EXERCISE OBJECTIVE |
Can you write out the whole listing exactly?

START DATA RECORDS

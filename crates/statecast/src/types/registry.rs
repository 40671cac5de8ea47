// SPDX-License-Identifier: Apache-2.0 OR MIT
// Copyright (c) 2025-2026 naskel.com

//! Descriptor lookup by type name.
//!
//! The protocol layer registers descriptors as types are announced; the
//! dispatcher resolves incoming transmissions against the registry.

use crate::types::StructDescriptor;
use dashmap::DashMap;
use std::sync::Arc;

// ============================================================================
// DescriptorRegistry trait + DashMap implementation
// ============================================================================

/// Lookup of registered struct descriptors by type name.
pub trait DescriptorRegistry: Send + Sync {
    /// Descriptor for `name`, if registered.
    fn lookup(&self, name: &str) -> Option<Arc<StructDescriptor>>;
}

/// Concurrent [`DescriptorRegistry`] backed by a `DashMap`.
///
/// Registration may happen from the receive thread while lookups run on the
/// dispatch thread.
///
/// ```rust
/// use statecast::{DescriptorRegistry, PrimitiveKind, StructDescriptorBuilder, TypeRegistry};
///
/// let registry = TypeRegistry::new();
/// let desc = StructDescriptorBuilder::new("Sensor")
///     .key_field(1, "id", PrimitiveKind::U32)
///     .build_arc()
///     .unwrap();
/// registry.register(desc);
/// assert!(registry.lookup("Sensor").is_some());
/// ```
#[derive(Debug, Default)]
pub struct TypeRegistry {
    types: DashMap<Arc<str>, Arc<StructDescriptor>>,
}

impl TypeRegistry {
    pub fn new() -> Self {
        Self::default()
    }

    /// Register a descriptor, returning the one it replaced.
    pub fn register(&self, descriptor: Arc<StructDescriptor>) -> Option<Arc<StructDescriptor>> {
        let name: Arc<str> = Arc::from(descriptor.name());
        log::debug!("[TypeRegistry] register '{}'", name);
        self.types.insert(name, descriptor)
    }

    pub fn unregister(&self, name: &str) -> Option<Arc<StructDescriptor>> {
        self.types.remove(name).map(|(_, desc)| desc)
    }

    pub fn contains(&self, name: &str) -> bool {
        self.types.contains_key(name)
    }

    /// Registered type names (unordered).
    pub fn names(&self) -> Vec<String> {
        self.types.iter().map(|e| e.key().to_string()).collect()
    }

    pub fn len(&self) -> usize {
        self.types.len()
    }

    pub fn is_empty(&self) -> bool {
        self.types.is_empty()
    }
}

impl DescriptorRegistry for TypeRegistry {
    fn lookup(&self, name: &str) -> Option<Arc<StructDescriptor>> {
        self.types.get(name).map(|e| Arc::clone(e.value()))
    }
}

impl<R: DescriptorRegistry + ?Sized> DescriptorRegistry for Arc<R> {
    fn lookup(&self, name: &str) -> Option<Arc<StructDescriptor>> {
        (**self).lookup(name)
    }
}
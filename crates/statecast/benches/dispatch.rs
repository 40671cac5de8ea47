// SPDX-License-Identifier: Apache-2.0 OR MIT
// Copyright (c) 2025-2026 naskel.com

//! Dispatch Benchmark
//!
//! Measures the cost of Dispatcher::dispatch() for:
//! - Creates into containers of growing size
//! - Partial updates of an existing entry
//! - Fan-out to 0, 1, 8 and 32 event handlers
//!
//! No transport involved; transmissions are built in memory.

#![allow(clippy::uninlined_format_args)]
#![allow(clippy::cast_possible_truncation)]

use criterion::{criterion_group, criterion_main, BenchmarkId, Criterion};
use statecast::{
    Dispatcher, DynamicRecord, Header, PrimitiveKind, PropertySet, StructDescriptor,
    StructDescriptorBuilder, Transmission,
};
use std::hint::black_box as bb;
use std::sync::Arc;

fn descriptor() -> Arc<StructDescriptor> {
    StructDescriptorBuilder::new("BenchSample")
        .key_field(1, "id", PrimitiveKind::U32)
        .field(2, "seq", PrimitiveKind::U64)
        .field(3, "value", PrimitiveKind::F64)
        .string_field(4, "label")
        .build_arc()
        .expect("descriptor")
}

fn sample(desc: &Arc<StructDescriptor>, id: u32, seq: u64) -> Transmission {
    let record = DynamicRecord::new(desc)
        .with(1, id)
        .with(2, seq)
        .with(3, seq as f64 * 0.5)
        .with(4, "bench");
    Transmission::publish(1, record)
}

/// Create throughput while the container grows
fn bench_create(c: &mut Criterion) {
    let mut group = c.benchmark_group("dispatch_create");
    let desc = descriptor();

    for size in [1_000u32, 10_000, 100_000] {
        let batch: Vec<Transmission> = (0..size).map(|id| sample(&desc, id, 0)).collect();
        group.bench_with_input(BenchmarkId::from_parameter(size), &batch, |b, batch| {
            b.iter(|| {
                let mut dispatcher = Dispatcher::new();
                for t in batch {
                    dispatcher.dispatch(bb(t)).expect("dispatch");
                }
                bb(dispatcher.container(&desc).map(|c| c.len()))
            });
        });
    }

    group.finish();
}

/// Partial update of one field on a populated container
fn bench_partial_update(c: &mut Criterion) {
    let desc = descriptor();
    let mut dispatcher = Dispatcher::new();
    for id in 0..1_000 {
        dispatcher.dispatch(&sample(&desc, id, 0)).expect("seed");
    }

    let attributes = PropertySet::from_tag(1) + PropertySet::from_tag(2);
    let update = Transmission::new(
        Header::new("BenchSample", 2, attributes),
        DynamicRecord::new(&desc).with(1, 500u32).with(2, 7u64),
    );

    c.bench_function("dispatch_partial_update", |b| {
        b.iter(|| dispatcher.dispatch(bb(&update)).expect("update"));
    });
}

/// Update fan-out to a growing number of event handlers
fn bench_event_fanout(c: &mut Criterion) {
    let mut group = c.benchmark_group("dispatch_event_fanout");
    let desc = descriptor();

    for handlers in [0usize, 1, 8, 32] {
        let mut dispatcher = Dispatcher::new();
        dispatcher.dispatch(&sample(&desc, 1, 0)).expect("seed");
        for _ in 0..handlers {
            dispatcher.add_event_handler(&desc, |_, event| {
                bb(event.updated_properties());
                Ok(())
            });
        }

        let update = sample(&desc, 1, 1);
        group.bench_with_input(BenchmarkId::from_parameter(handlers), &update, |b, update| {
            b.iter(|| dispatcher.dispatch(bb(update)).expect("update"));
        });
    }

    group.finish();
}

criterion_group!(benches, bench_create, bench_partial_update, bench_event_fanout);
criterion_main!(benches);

END DATA RECORDS

RESPONSE BELOW |
filename crates/statecast/src/types/registry.rs
repository 40671cac5de8ea47
// SPDX-License-Identifier: Apache-2.0 OR MIT
// Copyright (c) 2025-2026 naskel.com

//! Descriptor lookup by type name.
//!
//! The protocol layer registers descriptors as types are announced; the
//! dispatcher resolves incoming transmissions against the registry.

use crate::types::StructDescriptor;
use dashmap::DashMap;
use std::sync::Arc;

// ============================================================================
// DescriptorRegistry trait + DashMap implementation
// ============================================================================

/// Lookup of registered struct descriptors by type name.
pub trait DescriptorRegistry: Send + Sync {
    /// Descriptor for `name`, if registered.
    fn lookup(&self, name: &str) -> Option<Arc<StructDescriptor>>;
}

/// Concurrent [`DescriptorRegistry`] backed by a `DashMap`.
///
/// Registration may happen from the receive thread while lookups run on the
/// dispatch thread.
///
/// ```rust
/// use statecast::{DescriptorRegistry, PrimitiveKind, StructDescriptorBuilder, TypeRegistry};
///
/// let registry = TypeRegistry::new();
/// let desc = StructDescriptorBuilder::new("Sensor")
///     .key_field(1, "id", PrimitiveKind::U32)
///     .build_arc()
///     .unwrap();
/// registry.register(desc);
/// assert!(registry.lookup("Sensor").is_some());
/// ```
#[derive(Debug, Default)]
pub struct TypeRegistry {
    types: DashMap<Arc<str>, Arc<StructDescriptor>>,
}

impl TypeRegistry {
    pub fn new() -> Self {
        Self::default()
    }

    /// Register a descriptor, returning the one it replaced.
    pub fn register(&self, descriptor: Arc<StructDescriptor>) -> Option<Arc<StructDescriptor>> {
        let name: Arc<str> = Arc::from(descriptor.name());
        log::debug!("[TypeRegistry] register '{}'", name);
        self.types.insert(name, descriptor)
    }

    pub fn unregister(&self, name: &str) -> Option<Arc<StructDescriptor>> {
        self.types.remove(name).map(|(_, desc)| desc)
    }

    pub fn contains(&self, name: &str) -> bool {
        self.types.contains_key(name)
    }

    /// Registered type names (unordered).
    pub fn names(&self) -> Vec<String> {
        self.types.iter().map(|e| e.key().to_string()).collect()
    }

    pub fn len(&self) -> usize {
        self.types.len()
    }

    pub fn is_empty(&self) -> bool {
        self.types.is_empty()
    }
}

impl DescriptorRegistry for TypeRegistry {
    fn lookup(&self, name: &str) -> Option<Arc<StructDescriptor>> {
        self.types.get(name).map(|e| Arc::clone(e.value()))
    }
}

impl<R: DescriptorRegistry + ?Sized> DescriptorRegistry for Arc<R> {
    fn lookup(&self, name: &str) -> Option<Arc<StructDescriptor>> {
        (**self).lookup(name)
    }
}
filename crates/statecast/benches/dispatch.rs
repository 40671cac5de8ea47
// SPDX-License-Identifier: Apache-2.0 OR MIT
// Copyright (c) 2025-2026 naskel.com

//! Dispatch Benchmark
//!
//! Measures the cost of Dispatcher::dispatch() for:
//! - Creates into containers of growing size
//! - Partial updates of an existing entry
//! - Fan-out to 0, 1, 8 and 32 event handlers
//!
//! No transport involved; transmissions are built in memory.

#![allow(clippy::uninlined_format_args)]
#![allow(clippy::cast_possible_truncation)]

use criterion::{criterion_group, criterion_main, BenchmarkId, Criterion};
use statecast::{
    Dispatcher, DynamicRecord, Header, PrimitiveKind, PropertySet, StructDescriptor,
    StructDescriptorBuilder, Transmission,
};
use std::hint::black_box as bb;
use std::sync::Arc;

fn descriptor() -> Arc<StructDescriptor> {
    StructDescriptorBuilder::new("BenchSample")
        .key_field(1, "id", PrimitiveKind::U32)
        .field(2, "seq", PrimitiveKind::U64)
        .field(3, "value", PrimitiveKind::F64)
        .string_field(4, "label")
        .build_arc()
        .expect("descriptor")
}

fn sample(desc: &Arc<StructDescriptor>, id: u32, seq: u64) -> Transmission {
    let record = DynamicRecord::new(desc)
        .with(1, id)
        .with(2, seq)
        .with(3, seq as f64 * 0.5)
        .with(4, "bench");
    Transmission::publish(1, record)
}

/// Create throughput while the container grows
fn bench_create(c: &mut Criterion) {
    let mut group = c.benchmark_group("dispatch_create");
    let desc = descriptor();

    for size in [1_000u32, 10_000, 100_000] {
        let batch: Vec<Transmission> = (0..size).map(|id| sample(&desc, id, 0)).collect();
        group.bench_with_input(BenchmarkId::from_parameter(size), &batch, |b, batch| {
            b.iter(|| {
                let mut dispatcher = Dispatcher::new();
                for t in batch {
                    dispatcher.dispatch(bb(t)).expect("dispatch");
                }
                bb(dispatcher.container(&desc).map(|c| c.len()))
            });
        });
    }

    group.finish();
}

/// Partial update of one field on a populated container
fn bench_partial_update(c: &mut Criterion) {
    let desc = descriptor();
    let mut dispatcher = Dispatcher::new();
    for id in 0..1_000 {
        dispatcher.dispatch(&sample(&desc, id, 0)).expect("seed");
    }

    let attributes = PropertySet::from_tag(1) + PropertySet::from_tag(2);
    let update = Transmission::new(
        Header::new("BenchSample", 2, attributes),
        DynamicRecord::new(&desc).with(1, 500u32).with(2, 7u64),
    );

    c.bench_function("dispatch_partial_update", |b| {
        b.iter(|| dispatcher.dispatch(bb(&update)).expect("update"));
    });
}

/// Update fan-out to a growing number of event handlers
fn bench_event_fanout(c: &mut Criterion) {
    let mut group = c.benchmark_group("dispatch_event_fanout");
    let desc = descriptor();

    for handlers in [0usize, 1, 8, 32] {
        let mut dispatcher = Dispatcher::new();
        dispatcher.dispatch(&sample(&desc, 1, 0)).expect("seed");
        for _ in 0..handlers {
            dispatcher.add_event_handler(&desc, |_, event| {
                bb(event.updated_properties());
                Ok(())
            });
        }

        let update = sample(&desc, 1, 1);
        group.bench_with_input(BenchmarkId::from_parameter(handlers), &update, |b, update| {
            b.iter(|| dispatcher.dispatch(bb(update)).expect("update"));
        });
    }

    group.finish();
}

criterion_group!(benches, bench_create, bench_partial_update, bench_event_fanout);
criterion_main!(benches);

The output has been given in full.